Estatui o art. 1434º do CC (cfr. nº 1, 2ª parte), que a assembleia de condóminos pode fixar penas pecuniárias para a inobservância das disposições do código, das deliberações da assembleia ou das decisões do administrador, sendo que o nº 2 do mesmo artigo estabelece um tecto para aquelas sanções: o montante das penas aplicáveis em cada ano nunca excederá a quarta parte do rendimento colectável anual da fracção do infractor.

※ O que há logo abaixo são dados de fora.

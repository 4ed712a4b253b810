//! API server configuration.

use rolegate_core::store::{StoreBackend, UnknownBackend};

/// Default admin route prefix.
pub const DEFAULT_ROUTE_PREFIX: &str = "admin";

/// Configuration for the API server. Built once at startup.
#[derive(Clone, Debug)]
pub struct ApiConfig {
    /// Address to bind the HTTP listener (e.g. "127.0.0.1:3200").
    pub bind_addr: String,
    /// PostgreSQL connection URL, used by the `postgres` backend.
    pub database_url: String,
    /// Prefix the admin routes are mounted under and rule paths are shown with.
    pub route_prefix: String,
    /// Which store implementation to construct.
    pub store_backend: StoreBackend,
}

impl ApiConfig {
    /// Reads configuration from environment variables with sensible defaults.
    ///
    /// | Variable        | Default                              |
    /// |-----------------|--------------------------------------|
    /// | `BIND_ADDR`     | `127.0.0.1:3200`                     |
    /// | `DATABASE_URL`  | `postgres://localhost:5432/rolegate` |
    /// | `ROUTE_PREFIX`  | `admin`                              |
    /// | `STORE_BACKEND` | `memory`                             |
    pub fn from_env() -> Result<Self, UnknownBackend> {
        Self::from_lookup(|key| std::env::var(key).ok())
    }

    /// Like [`ApiConfig::from_env`], reading variables through `lookup`.
    pub fn from_lookup(lookup: impl Fn(&str) -> Option<String>) -> Result<Self, UnknownBackend> {
        let defaults = Self::default();
        let store_backend = match lookup("STORE_BACKEND") {
            Some(raw) => raw.parse()?,
            None => defaults.store_backend,
        };
        Ok(Self {
            bind_addr: lookup("BIND_ADDR").unwrap_or(defaults.bind_addr),
            database_url: lookup("DATABASE_URL").unwrap_or(defaults.database_url),
            route_prefix: lookup("ROUTE_PREFIX").unwrap_or(defaults.route_prefix),
            store_backend,
        })
    }

    /// Route prefix without surrounding slashes; empty when routes are unprefixed.
    pub fn trimmed_prefix(&self) -> &str {
        self.route_prefix.trim_matches('/')
    }

    /// Absolute URL of an admin route, honouring the prefix.
    pub fn admin_url(&self, path: &str) -> String {
        rolegate_core::rules::prefixed_path(&self.route_prefix, path)
    }
}

impl Default for ApiConfig {
    fn default() -> Self {
        Self {
            bind_addr: "127.0.0.1:3200".into(),
            database_url: "postgres://localhost:5432/rolegate".into(),
            route_prefix: DEFAULT_ROUTE_PREFIX.into(),
            store_backend: StoreBackend::Memory,
        }
    }
}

Ao abrigo destas disposições, o condomínio pode incluir no seu regulamento regras das quais resulte que a mora no cumprimento de certas obrigações dos condóminos, nomeadamente a mora no pagamento das quotizações dos condóminos, dará lugar a uma multa correspondente a um determinado valor ou percentagem do somatório das importâncias em dívida e das multas já vencidas.

Regra geral, as normas sancionatórias constam, do regulamento do condomínio aprovado em assembleia de condóminos – e não de deliberações aprovadas ad hoc da assembleia, no entanto, a norma também as parece admitir. Estas sanções, como ensina Rui Pinto Duarte, afastam-se da cláusula penal, prevista e regulada nos art. 810º a 812º do CC, por não dependerem do acordo de todos os que as podem sofrer, e afastam-se da sanção pecuniária compulsória, prevista no art. 829º-A do mesmo código, por não dependerem de decisão jurisdicional (Anotação ao art. 1434º, in Código Civil Anotado, II, Ana Prata (coord.), Coimbra: Almedina, 2017, p. 289).

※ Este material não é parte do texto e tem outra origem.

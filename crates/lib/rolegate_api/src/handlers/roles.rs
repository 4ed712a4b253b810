//! Role admin screens and actions.

use axum::Json;
use axum::extract::{Path, Query, State};
use axum::http::StatusCode;
use rolegate_core::models::{Role, RoleInput};
use rolegate_core::store::ensure_deletable;
use rolegate_core::validation::validate_role;
use tracing::{info, warn};

use super::{DeleteResponse, SortQuery, record_id, single_id, sorted};
use crate::AppState;
use crate::error::{AppError, AppResult};
use crate::views::roles::{self, INDEX_URL, RoleRow, TITLE};
use crate::views::{Detail, Form, Grid, Page, Screen, page};

/// `GET /auth/roles` — listing grid, optionally `?sort=&order=`.
pub async fn index(
    State(state): State<AppState>,
    Query(query): Query<SortQuery>,
) -> AppResult<Json<Page<Grid<RoleRow>>>> {
    let records = state.stores.roles.find_all().await?;
    let records = sorted(records, &query, &roles::columns())?;
    Ok(Json(page(TITLE, INDEX_URL, Screen::List, None, roles::grid(&records))))
}

/// `GET /auth/roles/{id}` — detail view.
pub async fn show(
    State(state): State<AppState>,
    Path(raw_id): Path<String>,
) -> AppResult<Json<Page<Detail>>> {
    let id = record_id(&raw_id)?;
    let record = state.stores.roles.find_or_fail(id).await?;
    Ok(Json(page(TITLE, INDEX_URL, Screen::Detail, Some(id), roles::detail(&record))))
}

/// `GET /auth/roles/create` — empty form with every permission selectable.
pub async fn create_form(State(state): State<AppState>) -> AppResult<Json<Page<Form>>> {
    let permissions = state.stores.permissions.find_all().await?;
    let form = roles::form(None, &permissions, &state.config);
    Ok(Json(page(TITLE, INDEX_URL, Screen::Create, None, form)))
}

/// `GET /auth/roles/{id}/edit` — form filled with the record.
pub async fn edit_form(
    State(state): State<AppState>,
    Path(raw_id): Path<String>,
) -> AppResult<Json<Page<Form>>> {
    let id = record_id(&raw_id)?;
    let record = state.stores.roles.find_or_fail(id).await?;
    let permissions = state.stores.permissions.find_all().await?;
    let form = roles::form(Some(&record), &permissions, &state.config);
    Ok(Json(page(TITLE, INDEX_URL, Screen::Edit, Some(id), form)))
}

/// `POST /auth/roles` — create.
pub async fn store(
    State(state): State<AppState>,
    Json(input): Json<RoleInput>,
) -> AppResult<(StatusCode, Json<Role>)> {
    validate_role(&input)?;
    info!(slug = %input.slug, permissions = ?input.permissions, "creating role");
    let record = state.stores.roles.create(input).await?;
    Ok((StatusCode::CREATED, Json(record)))
}

/// `PUT /auth/roles/{id}` — update, replacing the permission set.
pub async fn update(
    State(state): State<AppState>,
    Path(raw_id): Path<String>,
    Json(input): Json<RoleInput>,
) -> AppResult<Json<Role>> {
    let id = record_id(&raw_id)?;
    validate_role(&input)?;
    info!(role_id = id, slug = %input.slug, permissions = ?input.permissions, "updating role");
    let record = state.stores.roles.update(id, input).await?;
    Ok(Json(record))
}

/// `DELETE /auth/roles/{id}` — delete one role. The administrator role is refused.
pub async fn destroy(
    State(state): State<AppState>,
    Path(raw_id): Path<String>,
) -> AppResult<Json<DeleteResponse>> {
    let id = single_id(&raw_id)?;
    let record = state.stores.roles.find_or_fail(id).await?;
    if let Err(e) = ensure_deletable(&record) {
        warn!(role_id = id, slug = %record.slug, "refusing to delete protected role");
        return Err(e.into());
    }
    info!(role_id = id, slug = %record.slug, "deleting role");
    if !state.stores.roles.delete(id).await? {
        return Err(AppError::NotFound(format!("Role {id} not found")));
    }
    Ok(Json(DeleteResponse::succeeded()))
}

O administrador exequente deve oferecer à execução as actas das assembleias de condóminos que aprovaram o regulamento do condomínio e a alteração ao mesmo, que contemplam as penas pecuniárias aludidas, podendo completar o requerimento executivo com a alegação referente à mora do executado e juntar, ainda, acta da assembleia de condóminos de onde consta o valor da dívida do executado e a concessão à administração de autorização e poderes para actuar judicialmente, com vista à respectiva cobrança.

No anterior artigo abordou-se o argumento de que as actas não constituem título executivo para a cobrança das penas pecuniárias (serviriam apenas de título para a cobrança das quotas mensais em dívida). Ora, nos termos do disposto no nº 1 do art. 6º do DL 268/94, de 25/10, epigrafado «Dívidas por encargos de condomínio», «a acta da reunião da assembleia de condóminos que tiver deliberado o montante das contribuições devidas ao condomínio ou quaisquer despesas necessárias à conservação e fruição das partes comuns e ao pagamento de serviços de interesse comum, que não devam ser suportadas pelo condomínio, constitui título executivo contra o proprietário que deixar de pagar, no prazo estabelecido, a sua quota-parte.».

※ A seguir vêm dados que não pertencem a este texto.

//! In-memory store, used for development servers and tests.

use std::collections::{BTreeMap, BTreeSet};

use async_trait::async_trait;
use chrono::{DateTime, Utc};
use tokio::sync::RwLock;
use tracing::debug;

use super::{PermissionStore, RoleStore, StoreError, StoreResult};
use crate::models::{Permission, PermissionInput, Role, RoleInput};

#[derive(Debug, Clone)]
struct RoleRow {
    id: i64,
    slug: String,
    name: String,
    permission_ids: BTreeSet<i64>,
    created_at: Option<DateTime<Utc>>,
    updated_at: Option<DateTime<Utc>>,
}

#[derive(Debug, Default)]
struct Tables {
    permissions: BTreeMap<i64, Permission>,
    roles: BTreeMap<i64, RoleRow>,
    last_permission_id: i64,
    last_role_id: i64,
}

impl Tables {
    fn permission_slug_taken(&self, slug: &str, except: Option<i64>) -> bool {
        self.permissions
            .values()
            .any(|p| p.slug == slug && Some(p.id) != except)
    }

    fn role_slug_taken(&self, slug: &str, except: Option<i64>) -> bool {
        self.roles
            .values()
            .any(|r| r.slug == slug && Some(r.id) != except)
    }

    fn check_permission_ids(&self, ids: &[i64]) -> StoreResult<BTreeSet<i64>> {
        if let Some(missing) = ids.iter().find(|id| !self.permissions.contains_key(id)) {
            return Err(StoreError::UnknownPermission(*missing));
        }
        Ok(ids.iter().copied().collect())
    }

    fn resolve(&self, row: &RoleRow) -> Role {
        Role {
            id: row.id,
            slug: row.slug.clone(),
            name: row.name.clone(),
            permissions: row
                .permission_ids
                .iter()
                .filter_map(|id| self.permissions.get(id).cloned())
                .collect(),
            created_at: row.created_at,
            updated_at: row.updated_at,
        }
    }
}

/// Process-local permission and role tables behind one lock.
#[derive(Debug, Default)]
pub struct MemoryStore {
    tables: RwLock<Tables>,
}

impl MemoryStore {
    pub fn new() -> Self {
        Self::default()
    }
}

#[async_trait]
impl PermissionStore for MemoryStore {
    async fn find_by_id(&self, id: i64) -> StoreResult<Option<Permission>> {
        Ok(self.tables.read().await.permissions.get(&id).cloned())
    }

    async fn find_all(&self) -> StoreResult<Vec<Permission>> {
        Ok(self.tables.read().await.permissions.values().cloned().collect())
    }

    async fn create(&self, input: PermissionInput) -> StoreResult<Permission> {
        let mut tables = self.tables.write().await;
        if tables.permission_slug_taken(&input.slug, None) {
            return Err(StoreError::DuplicateSlug {
                entity: "Permission",
                slug: input.slug,
            });
        }
        tables.last_permission_id += 1;
        let now = Utc::now();
        let permission = Permission {
            id: tables.last_permission_id,
            slug: input.slug,
            name: input.name,
            http_method: input.http_method,
            http_path: input.http_path,
            created_at: Some(now),
            updated_at: Some(now),
        };
        tables.permissions.insert(permission.id, permission.clone());
        debug!(id = permission.id, slug = %permission.slug, "permission created");
        Ok(permission)
    }

    async fn update(&self, id: i64, input: PermissionInput) -> StoreResult<Permission> {
        let mut tables = self.tables.write().await;
        if !tables.permissions.contains_key(&id) {
            return Err(StoreError::NotFound {
                entity: "Permission",
                id,
            });
        }
        if tables.permission_slug_taken(&input.slug, Some(id)) {
            return Err(StoreError::DuplicateSlug {
                entity: "Permission",
                slug: input.slug,
            });
        }
        let permission = tables
            .permissions
            .get_mut(&id)
            .ok_or(StoreError::NotFound {
                entity: "Permission",
                id,
            })?;
        permission.slug = input.slug;
        permission.name = input.name;
        permission.http_method = input.http_method;
        permission.http_path = input.http_path;
        permission.updated_at = Some(Utc::now());
        Ok(permission.clone())
    }

    async fn delete(&self, id: i64) -> StoreResult<bool> {
        let mut tables = self.tables.write().await;
        if tables.permissions.remove(&id).is_none() {
            return Ok(false);
        }
        for role in tables.roles.values_mut() {
            role.permission_ids.remove(&id);
        }
        debug!(id, "permission deleted");
        Ok(true)
    }
}

#[async_trait]
impl RoleStore for MemoryStore {
    async fn find_by_id(&self, id: i64) -> StoreResult<Option<Role>> {
        let tables = self.tables.read().await;
        Ok(tables.roles.get(&id).map(|row| tables.resolve(row)))
    }

    async fn find_by_slug(&self, slug: &str) -> StoreResult<Option<Role>> {
        let tables = self.tables.read().await;
        Ok(tables
            .roles
            .values()
            .find(|row| row.slug == slug)
            .map(|row| tables.resolve(row)))
    }

    async fn find_all(&self) -> StoreResult<Vec<Role>> {
        let tables = self.tables.read().await;
        Ok(tables.roles.values().map(|row| tables.resolve(row)).collect())
    }

    async fn create(&self, input: RoleInput) -> StoreResult<Role> {
        let mut tables = self.tables.write().await;
        if tables.role_slug_taken(&input.slug, None) {
            return Err(StoreError::DuplicateSlug {
                entity: "Role",
                slug: input.slug,
            });
        }
        let permission_ids = tables.check_permission_ids(&input.permissions)?;
        tables.last_role_id += 1;
        let now = Utc::now();
        let row = RoleRow {
            id: tables.last_role_id,
            slug: input.slug,
            name: input.name,
            permission_ids,
            created_at: Some(now),
            updated_at: Some(now),
        };
        let role = tables.resolve(&row);
        tables.roles.insert(row.id, row);
        debug!(id = role.id, slug = %role.slug, "role created");
        Ok(role)
    }

    async fn update(&self, id: i64, input: RoleInput) -> StoreResult<Role> {
        let mut tables = self.tables.write().await;
        if !tables.roles.contains_key(&id) {
            return Err(StoreError::NotFound { entity: "Role", id });
        }
        if tables.role_slug_taken(&input.slug, Some(id)) {
            return Err(StoreError::DuplicateSlug {
                entity: "Role",
                slug: input.slug,
            });
        }
        let permission_ids = tables.check_permission_ids(&input.permissions)?;
        let row = tables
            .roles
            .get_mut(&id)
            .ok_or(StoreError::NotFound { entity: "Role", id })?;
        row.slug = input.slug;
        row.name = input.name;
        row.permission_ids = permission_ids;
        row.updated_at = Some(Utc::now());
        let row = row.clone();
        Ok(tables.resolve(&row))
    }

    async fn delete(&self, id: i64) -> StoreResult<bool> {
        let removed = self.tables.write().await.roles.remove(&id).is_some();
        if removed {
            debug!(id, "role deleted");
        }
        Ok(removed)
    }
}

Destarte, a solução passa, portanto, por saber se o novo título executivo previsto no artigo acabado de transcrever abrange as penas pecuniárias que um condómino deva ao condomínio, ou seja, há que descortinar se o trecho da norma que refere o «montante das contribuições devidas ao condomínio» abrange a pena pecuniária referente ao valor em dívida, deliberada em assembleia de condóminos.

Percebê-lo passa exclusivamente pela interpretação da norma, que importa fazer socorrendo-nos dos parâmetros interpretativos das normas fornecidos pelo art. 9º do CC, a saber: "1. A interpretação não deve cingir-se à letra da lei, mas reconstituir a partir dos textos o pensamento legislativo, tendo sobretudo em conta a unidade do sistema jurídico, as circunstâncias em que a lei foi elaborada e as condições específicas do tempo em que é aplicada. 2. Não pode, porém, ser considerado pelo intérprete o pensamento legislativo que não tenha na letra da lei um mínimo de correspondência verbal, ainda que imperfeitamente expresso. 3. Na fixação do sentido e alcance da lei, o intérprete presumirá que o legislador consagrou as soluções mais acertadas e soube exprimir o seu pensamento em termos adequados.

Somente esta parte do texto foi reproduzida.